OneDrive / SharePoint
License: PRO+ (Professional Edition or higher)
Module Type: Alternate Scanner
Author: Diskover Data, Inc.
Overview / Use Cases
The Diskover OneDrive/SharePoint Scanner brings your Microsoft 365 cloud storage into Diskover, giving you the same powerful search, analysis, and reporting capabilities you rely on for on-premises storage — but for OneDrive user drives and SharePoint site document libraries.
The scanner connects to the Microsoft Graph API to enumerate files and folders across your entire Microsoft 365 tenant (or targeted subsets of users and sites), then indexes all that metadata into Elasticsearch. Once indexed, the data appears in the Diskover Web UI alongside any other indexed storage, letting you search, filter, tag, and report on cloud-stored content just like local files.
Who Is This For?
IT Administrators & Storage Engineers
Cloud storage governance: Get a unified view of storage consumption across all OneDrive user drives and SharePoint sites in your tenant.
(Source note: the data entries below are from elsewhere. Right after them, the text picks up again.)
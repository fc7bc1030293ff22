//! Equal-tempered fret scale.
//!
//! Fret `n` sits at `1 - 2^(-n/12)` of the scale length from the nut. The
//! table holds those fractions for frets 1..=24; layouts normalise against
//! the entry for their last fret so the last fret lands on the frame edge.

use crate::error::{FretboardError, Result};

pub const MAX_FRETS: usize = 24;

/// Cumulative neck-length fraction for frets 1..=24.
pub const FRET_DISTANCES: [f64; MAX_FRETS] = [
    0.056126, 0.109101, 0.159104, 0.206291, 0.250847, 0.292893, 0.33258, 0.370039, 0.405396,
    0.438769, 0.470268, 0.5, 0.528063, 0.554551, 0.579552, 0.60315, 0.625423, 0.646447, 0.66629,
    0.68502, 0.702698, 0.719385, 0.735134, 0.75,
];

/// The exact fraction for fret `n`, for building longer custom tables.
pub fn fret_distance(n: usize) -> f64 {
    1.0 - 2f64.powf(-(n as f64) / 12.0)
}

/// A fret count is usable when it is at least 1 and the table covers it.
pub fn check_fret_count(fret_distances: &[f64], number_of_frets: usize) -> Result<()> {
    if number_of_frets == 0 || number_of_frets > fret_distances.len() {
        return Err(FretboardError::FretCountOutOfRange {
            requested: number_of_frets,
            max: fret_distances.len(),
        });
    }
    Ok(())
}

#[cfg(test)]
mod tests {
    use super::*;

    #[test]
    fn table_follows_the_formula() {
        for (i, &d) in FRET_DISTANCES.iter().enumerate() {
            assert!(
                (d - fret_distance(i + 1)).abs() < 1e-6,
                "fret {} is {d}, formula gives {}",
                i + 1,
                fret_distance(i + 1)
            );
        }
    }

    #[test]
    fn table_is_strictly_increasing_below_one() {
        assert!(FRET_DISTANCES.windows(2).all(|w| w[0] < w[1]));
        assert!(FRET_DISTANCES.iter().all(|&d| d > 0.0 && d <= 0.75));
        assert_eq!(FRET_DISTANCES[11], 0.5);
    }

    #[test]
    fn fret_count_bounds() {
        assert!(check_fret_count(&FRET_DISTANCES, 1).is_ok());
        assert!(check_fret_count(&FRET_DISTANCES, 24).is_ok());
        assert!(matches!(
            check_fret_count(&FRET_DISTANCES, 0),
            Err(FretboardError::FretCountOutOfRange { requested: 0, max: 24 })
        ));
        assert!(matches!(
            check_fret_count(&FRET_DISTANCES, 25),
            Err(FretboardError::FretCountOutOfRange { requested: 25, max: 24 })
        ));
    }
}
Identify who's consuming the most storage, find oversized files, and understand growth patterns — without logging into the Microsoft 365 Admin Center and checking accounts one by one.
SharePoint site sprawl management: Microsoft 365 tenants tend to accumulate SharePoint sites over time. Many go dormant or are abandoned entirely. Use this scanner to inventory every site, see which ones contain stale or minimal data, and make informed decisions about decommissioning or consolidating sites.
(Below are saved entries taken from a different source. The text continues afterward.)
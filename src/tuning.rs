//! Standard instrument tunings and per-string retuning.

use std::fmt;
use std::str::FromStr;

use crate::error::{FretboardError, Result};
use crate::pitch::{IntervalSpeller, Letter, Pitch, PitchSpeller};

/// Instruments with a known standard tuning.
#[derive(Debug, Clone, Copy, PartialEq, Eq, Hash)]
pub enum Instrument {
    Guitar,
    Guitar7,
    Bass,
    Bass5,
    Bass6,
    Ukulele,
}

const fn natural(letter: Letter, octave: i32) -> Pitch {
    Pitch::new(letter, 0, Some(octave))
}

const GUITAR: [Pitch; 6] = [
    natural(Letter::E, 2),
    natural(Letter::A, 2),
    natural(Letter::D, 3),
    natural(Letter::G, 3),
    natural(Letter::B, 3),
    natural(Letter::E, 4),
];

const GUITAR_7: [Pitch; 7] = [
    natural(Letter::B, 1),
    natural(Letter::E, 2),
    natural(Letter::A, 2),
    natural(Letter::D, 3),
    natural(Letter::G, 3),
    natural(Letter::B, 3),
    natural(Letter::E, 4),
];

const BASS: [Pitch; 4] = [
    natural(Letter::E, 1),
    natural(Letter::A, 1),
    natural(Letter::D, 2),
    natural(Letter::G, 2),
];

const BASS_5: [Pitch; 5] = [
    natural(Letter::B, 0),
    natural(Letter::E, 1),
    natural(Letter::A, 1),
    natural(Letter::D, 2),
    natural(Letter::G, 2),
];

const BASS_6: [Pitch; 6] = [
    natural(Letter::B, 0),
    natural(Letter::E, 1),
    natural(Letter::A, 1),
    natural(Letter::D, 2),
    natural(Letter::G, 2),
    natural(Letter::C, 3),
];

// Re-entrant tuning: the G string sits above C.
const UKULELE: [Pitch; 4] = [
    natural(Letter::G, 4),
    natural(Letter::C, 4),
    natural(Letter::E, 4),
    natural(Letter::A, 4),
];

impl Instrument {
    pub const ALL: [Instrument; 6] = [
        Instrument::Guitar,
        Instrument::Guitar7,
        Instrument::Bass,
        Instrument::Bass5,
        Instrument::Bass6,
        Instrument::Ukulele,
    ];

    pub fn name(self) -> &'static str {
        match self {
            Instrument::Guitar => "guitar",
            Instrument::Guitar7 => "guitar-7",
            Instrument::Bass => "bass",
            Instrument::Bass5 => "bass-5",
            Instrument::Bass6 => "bass-6",
            Instrument::Ukulele => "ukulele",
        }
    }

    /// Open-string pitches, lowest string first.
    pub fn standard_tuning(self) -> Vec<Pitch> {
        let strings: &[Pitch] = match self {
            Instrument::Guitar => &GUITAR,
            Instrument::Guitar7 => &GUITAR_7,
            Instrument::Bass => &BASS,
            Instrument::Bass5 => &BASS_5,
            Instrument::Bass6 => &BASS_6,
            Instrument::Ukulele => &UKULELE,
        };
        strings.to_vec()
    }
}

impl fmt::Display for Instrument {
    fn fmt(&self, f: &mut fmt::Formatter<'_>) -> fmt::Result {
        f.write_str(self.name())
    }
}

impl FromStr for Instrument {
    type Err = FretboardError;

    fn from_str(s: &str) -> Result<Self> {
        Instrument::ALL
            .into_iter()
            .find(|i| i.name() == s)
            .ok_or_else(|| FretboardError::UnknownInstrument {
                name: s.to_string(),
            })
    }
}

/// Standard tuning for an instrument given by name (`"guitar"`, `"bass-5"`, ...).
pub fn standard_tuning(instrument: &str) -> Result<Vec<Pitch>> {
    Ok(instrument.parse::<Instrument>()?.standard_tuning())
}

/// Retune string `i` by `map[i]` semitones.
///
/// Strings without an entry (or with 0) are left untouched. Results are
/// always spelled with sharps.
pub fn convert_tuning_with_map(tuning: &[Pitch], map: &[i32]) -> Vec<Pitch> {
    let speller = IntervalSpeller;
    tuning
        .iter()
        .enumerate()
        .map(|(i, string)| match map.get(i).copied().unwrap_or(0) {
            0 => string.clone(),
            shift => {
                let moved = speller.transpose(string, shift);
                if moved.alter < 0 {
                    speller.enharmonic(&moved)
                } else {
                    moved
                }
            }
        })
        .collect()
}

#[cfg(test)]
mod tests {
    use super::*;

    fn names(pitches: &[Pitch]) -> Vec<String> {
        pitches.iter().map(Pitch::name).collect()
    }

    #[test]
    fn standard_tunings() {
        assert_eq!(
            names(&standard_tuning("guitar").unwrap()),
            ["E2", "A2", "D3", "G3", "B3", "E4"]
        );
        assert_eq!(
            names(&standard_tuning("guitar-7").unwrap()),
            ["B1", "E2", "A2", "D3", "G3", "B3", "E4"]
        );
        assert_eq!(names(&standard_tuning("bass").unwrap()), ["E1", "A1", "D2", "G2"]);
        assert_eq!(
            names(&standard_tuning("bass-5").unwrap()),
            ["B0", "E1", "A1", "D2", "G2"]
        );
        assert_eq!(
            names(&standard_tuning("bass-6").unwrap()),
            ["B0", "E1", "A1", "D2", "G2", "C3"]
        );
        assert_eq!(names(&standard_tuning("ukulele").unwrap()), ["G4", "C4", "E4", "A4"]);
    }

    #[test]
    fn unknown_instrument_is_an_error() {
        let err = standard_tuning("mandolin").unwrap_err();
        assert!(matches!(err, FretboardError::UnknownInstrument { ref name } if name == "mandolin"));
        assert_eq!(err.to_string(), "no tuning for this instrument: mandolin");
    }

    #[test]
    fn retunes_every_mapped_string() {
        let tuning = Instrument::Guitar.standard_tuning();
        assert_eq!(
            names(&convert_tuning_with_map(&tuning, &[-1, -1, -1, -1, -1, 1])),
            ["D#2", "G#2", "C#3", "F#3", "A#3", "F4"]
        );
    }

    #[test]
    fn leaves_unmapped_strings_alone() {
        let tuning = Instrument::Guitar.standard_tuning();
        assert_eq!(
            names(&convert_tuning_with_map(&tuning, &[0, 0, -1])),
            ["E2", "A2", "C#3", "G3", "B3", "E4"]
        );
        assert_eq!(convert_tuning_with_map(&tuning, &[]), tuning);
    }

    #[test]
    fn extreme_shifts_do_not_panic() {
        let tuning = vec![Pitch::parse("E2").unwrap()];
        assert_eq!(convert_tuning_with_map(&tuning, &[i32::MIN]).len(), 1);
        assert_eq!(convert_tuning_with_map(&tuning, &[i32::MAX]).len(), 1);
    }

    #[test]
    fn flat_results_are_respelled_sharp() {
        // A2 + 1 would be spelled Bb2
        let tuning = vec![Pitch::parse("A2").unwrap()];
        assert_eq!(names(&convert_tuning_with_map(&tuning, &[1])), ["A#2"]);
    }
}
Data Managers & Compliance Officers
Data migration and archive planning: Planning a migration away from Microsoft 365 or archiving older content? This scanner provides the detailed inventory you need — file counts, sizes, ages, and ownership — so you can scope the effort accurately and prioritize what moves first.
Hybrid cloud storage analysis: If your organization stores data across both on-premises filesystems and Microsoft 365, running this scanner alongside Diskover's filesystem scanners gives you a single view of storage everywhere, enabling consistent reporting and cost analysis.
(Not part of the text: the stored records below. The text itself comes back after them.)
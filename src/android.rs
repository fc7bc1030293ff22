//! JNI bindings for Android.
//!
//! These functions are called from Kotlin via the JNI bridge.

use jni::objects::{JClass, JString};
use jni::sys::{jfloat, jstring};
use jni::JNIEnv;

use crate::{click_json, note_locations_json};

fn optional_string(env: &mut JNIEnv, value: &JString) -> Option<String> {
    if value.is_null() {
        None
    } else {
        env.get_string(value).ok().map(|s| s.into())
    }
}

fn to_jstring(env: &mut JNIEnv, result: crate::Result<String>) -> jstring {
    match result {
        Ok(json) => match env.new_string(&json) {
            Ok(js) => js.into_raw(),
            Err(_) => std::ptr::null_mut(),
        },
        Err(_) => std::ptr::null_mut(),
    }
}

/// Resolve note locations for a fretboard configuration.
///
/// Called from Kotlin as:
///   external fun noteLocations(config: String?, note: String, strings: String?): String?
#[no_mangle]
pub extern "system" fn Java_com_fretlib_app_FretLib_noteLocations(
    mut env: JNIEnv,
    _class: JClass,
    config: JString,
    note: JString,
    strings: JString,
) -> jstring {
    let note: String = match env.get_string(&note) {
        Ok(s) => s.into(),
        Err(_) => return std::ptr::null_mut(),
    };
    let config = optional_string(&mut env, &config);
    let strings = optional_string(&mut env, &strings);

    let result = note_locations_json(config.as_deref().unwrap_or("{}"), &note, strings.as_deref());
    to_jstring(&mut env, result)
}

/// Hit-test a click in canvas coordinates.
///
/// Called from Kotlin as:
///   external fun click(config: String?, x: Float, y: Float): String?
#[no_mangle]
pub extern "system" fn Java_com_fretlib_app_FretLib_click(
    mut env: JNIEnv,
    _class: JClass,
    config: JString,
    x: jfloat,
    y: jfloat,
) -> jstring {
    let config = optional_string(&mut env, &config);

    let result = click_json(config.as_deref().unwrap_or("{}"), x as f64, y as f64);
    to_jstring(&mut env, result)
}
Sample scan data from a SharePoint Site.
Here we can see the SharePoint Site Name ID, this can be used to map back to the SharePoint site these files belong to!
Understanding Microsoft Graph API
The OneDrive/SharePoint scanner communicates with Microsoft 365 through the Microsoft Graph API — Microsoft's unified REST API for accessing data across their cloud services. Understanding a few key concepts will help you configure and operate the scanner effectively.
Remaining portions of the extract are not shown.